(Excerpts from a dataset)

--------------------

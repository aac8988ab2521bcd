//! The voting integrity engine.
//!
//! Every rule that decides whether a ballot counts lives here, behind plain
//! functions that know nothing about HTTP. The flow for a vote is:
//! resolve the identity, optionally pre-check eligibility, then let the
//! ballot writer re-validate everything inside a single write transaction.
//! Tallies, interest tracking and the notification ledger ride on the same
//! store.

pub mod ballot;
pub mod eligibility;
pub mod error;
pub mod identity;
pub mod interest;
pub mod notify;
pub mod poll;
pub mod tally;

pub use error::VoteError;
//! Database row types. Direct mappings of SQLite rows, distinct from the
//! opine-types models so the storage layer stays independent of the API
//! surface.

use chrono::{DateTime, NaiveDateTime, Utc};
use tracing::warn;
use uuid::Uuid;

use opine_types::models::{Poll, PollOption};

/// Timestamps are stored as SQLite's `datetime('now')` text, always UTC.
const SQLITE_DATETIME: &str = "%Y-%m-%d %H:%M:%S";

pub fn format_utc(dt: DateTime<Utc>) -> String {
    dt.format(SQLITE_DATETIME).to_string()
}

pub fn parse_utc(s: &str) -> DateTime<Utc> {
    if let Ok(naive) = NaiveDateTime::parse_from_str(s, SQLITE_DATETIME) {
        return naive.and_utc();
    }
    s.parse::<DateTime<Utc>>().unwrap_or_else(|e| {
        warn!("Unparseable timestamp {:?} in database: {}", s, e);
        DateTime::<Utc>::default()
    })
}

fn parse_uuid(s: &str, column: &str) -> Uuid {
    Uuid::parse_str(s).unwrap_or_else(|e| {
        warn!("Corrupt {} {:?} in database: {}", column, s, e);
        Uuid::nil()
    })
}

#[derive(Debug, Clone)]
pub struct UserRow {
    pub id: String,
    pub username: String,
    pub email: String,
    pub password: String,
    pub created_at: String,
}

#[derive(Debug, Clone)]
pub struct PollRow {
    pub id: String,
    pub title: String,
    pub description: Option<String>,
    pub creator_id: String,
    pub is_active: bool,
    pub allow_multiple_choices: bool,
    pub expires_at: Option<String>,
    pub created_at: String,
    pub updated_at: String,
}

impl PollRow {
    pub fn expires_at_utc(&self) -> Option<DateTime<Utc>> {
        self.expires_at.as_deref().map(parse_utc)
    }

    pub fn to_poll(&self) -> Poll {
        Poll {
            id: parse_uuid(&self.id, "poll id"),
            title: self.title.clone(),
            description: self.description.clone(),
            creator_id: parse_uuid(&self.creator_id, "creator id"),
            is_active: self.is_active,
            allow_multiple_choices: self.allow_multiple_choices,
            expires_at: self.expires_at_utc(),
            created_at: parse_utc(&self.created_at),
            updated_at: parse_utc(&self.updated_at),
        }
    }
}

#[derive(Debug, Clone)]
pub struct OptionRow {
    pub id: String,
    pub poll_id: String,
    pub text: String,
    pub order_index: i64,
}

impl OptionRow {
    pub fn to_option(&self) -> PollOption {
        PollOption {
            id: parse_uuid(&self.id, "option id"),
            poll_id: parse_uuid(&self.poll_id, "poll id"),
            text: self.text.clone(),
            order_index: self.order_index,
        }
    }
}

--------------------

Reproduce every line in the records above that contains the word "text".

/// Timestamps are stored as SQLite's `datetime('now')` text, always UTC.
    pub text: String,
            text: self.text.clone(),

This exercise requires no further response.